◆ **Exercise directions**: Go through the entries below line by line and tally those holding "logging"; write only the tally.

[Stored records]
******************************

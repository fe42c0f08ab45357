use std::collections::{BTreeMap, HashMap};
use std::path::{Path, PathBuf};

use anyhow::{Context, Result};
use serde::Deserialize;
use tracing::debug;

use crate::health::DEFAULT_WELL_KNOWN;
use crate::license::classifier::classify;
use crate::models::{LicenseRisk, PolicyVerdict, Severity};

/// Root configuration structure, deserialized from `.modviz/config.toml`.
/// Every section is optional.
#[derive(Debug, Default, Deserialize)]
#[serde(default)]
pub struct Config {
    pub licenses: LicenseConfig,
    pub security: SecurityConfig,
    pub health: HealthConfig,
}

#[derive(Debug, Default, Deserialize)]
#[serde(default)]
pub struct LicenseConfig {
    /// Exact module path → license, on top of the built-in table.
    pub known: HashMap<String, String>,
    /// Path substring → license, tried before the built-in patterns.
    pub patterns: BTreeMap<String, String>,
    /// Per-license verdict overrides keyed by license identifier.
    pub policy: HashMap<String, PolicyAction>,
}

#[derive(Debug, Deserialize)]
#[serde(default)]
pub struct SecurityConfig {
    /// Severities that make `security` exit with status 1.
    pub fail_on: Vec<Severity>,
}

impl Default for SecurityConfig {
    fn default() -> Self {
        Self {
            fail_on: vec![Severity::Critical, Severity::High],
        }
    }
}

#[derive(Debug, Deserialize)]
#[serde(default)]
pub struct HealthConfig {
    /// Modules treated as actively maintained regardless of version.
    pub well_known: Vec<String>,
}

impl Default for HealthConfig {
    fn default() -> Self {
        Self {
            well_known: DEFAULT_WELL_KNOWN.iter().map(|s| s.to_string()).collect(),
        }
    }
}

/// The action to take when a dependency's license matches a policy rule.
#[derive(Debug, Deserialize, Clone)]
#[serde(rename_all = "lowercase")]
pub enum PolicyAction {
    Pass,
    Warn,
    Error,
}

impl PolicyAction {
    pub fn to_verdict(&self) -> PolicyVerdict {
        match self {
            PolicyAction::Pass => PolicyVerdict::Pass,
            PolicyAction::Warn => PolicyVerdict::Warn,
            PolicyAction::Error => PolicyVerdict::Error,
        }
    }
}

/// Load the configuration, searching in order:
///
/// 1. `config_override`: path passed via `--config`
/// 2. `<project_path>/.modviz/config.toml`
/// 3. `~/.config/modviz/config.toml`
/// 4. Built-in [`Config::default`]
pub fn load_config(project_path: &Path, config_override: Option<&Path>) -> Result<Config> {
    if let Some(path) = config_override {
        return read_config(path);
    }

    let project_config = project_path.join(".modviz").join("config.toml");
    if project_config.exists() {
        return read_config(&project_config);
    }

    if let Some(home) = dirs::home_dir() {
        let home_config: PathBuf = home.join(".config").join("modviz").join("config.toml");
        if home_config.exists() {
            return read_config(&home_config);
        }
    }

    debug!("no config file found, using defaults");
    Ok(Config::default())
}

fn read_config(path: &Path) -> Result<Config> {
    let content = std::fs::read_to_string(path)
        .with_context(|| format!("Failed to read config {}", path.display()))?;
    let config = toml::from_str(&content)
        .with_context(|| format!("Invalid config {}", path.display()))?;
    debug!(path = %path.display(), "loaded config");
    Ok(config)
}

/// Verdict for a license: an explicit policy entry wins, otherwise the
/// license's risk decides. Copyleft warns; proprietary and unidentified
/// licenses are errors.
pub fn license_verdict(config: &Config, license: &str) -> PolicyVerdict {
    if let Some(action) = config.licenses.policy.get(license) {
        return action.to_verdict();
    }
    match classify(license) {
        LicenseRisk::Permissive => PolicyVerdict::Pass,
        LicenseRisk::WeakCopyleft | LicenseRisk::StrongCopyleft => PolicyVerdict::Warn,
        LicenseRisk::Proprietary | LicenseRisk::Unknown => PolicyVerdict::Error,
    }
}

******************************

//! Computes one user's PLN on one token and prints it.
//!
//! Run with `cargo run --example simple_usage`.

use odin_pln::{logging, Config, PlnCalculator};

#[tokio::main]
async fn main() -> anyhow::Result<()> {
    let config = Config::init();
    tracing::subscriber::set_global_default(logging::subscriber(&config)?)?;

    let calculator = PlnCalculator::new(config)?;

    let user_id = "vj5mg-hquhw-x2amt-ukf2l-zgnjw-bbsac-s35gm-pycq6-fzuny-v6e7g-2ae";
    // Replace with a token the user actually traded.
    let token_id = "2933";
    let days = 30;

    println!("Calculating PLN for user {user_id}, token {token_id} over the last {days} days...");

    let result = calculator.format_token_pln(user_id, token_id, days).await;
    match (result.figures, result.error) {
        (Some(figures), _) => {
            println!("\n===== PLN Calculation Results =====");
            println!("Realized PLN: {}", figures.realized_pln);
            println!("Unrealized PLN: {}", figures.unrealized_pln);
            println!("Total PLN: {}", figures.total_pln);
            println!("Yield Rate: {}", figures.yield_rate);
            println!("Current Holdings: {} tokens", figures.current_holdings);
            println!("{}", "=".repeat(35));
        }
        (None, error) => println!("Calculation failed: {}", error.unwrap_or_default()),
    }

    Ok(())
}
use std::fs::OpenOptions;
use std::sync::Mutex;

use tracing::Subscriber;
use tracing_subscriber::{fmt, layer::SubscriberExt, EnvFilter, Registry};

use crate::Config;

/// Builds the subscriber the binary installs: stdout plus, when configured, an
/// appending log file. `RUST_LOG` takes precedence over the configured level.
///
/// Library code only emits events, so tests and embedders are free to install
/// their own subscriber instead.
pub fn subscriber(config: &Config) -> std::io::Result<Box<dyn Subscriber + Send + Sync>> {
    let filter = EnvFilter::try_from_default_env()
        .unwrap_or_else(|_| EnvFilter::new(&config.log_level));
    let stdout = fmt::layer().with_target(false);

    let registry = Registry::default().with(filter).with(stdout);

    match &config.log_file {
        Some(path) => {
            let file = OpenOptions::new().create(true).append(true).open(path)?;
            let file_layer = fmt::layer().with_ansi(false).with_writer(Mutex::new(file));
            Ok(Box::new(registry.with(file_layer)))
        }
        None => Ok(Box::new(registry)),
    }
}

******************************

◆ **Output of the exercise**: 2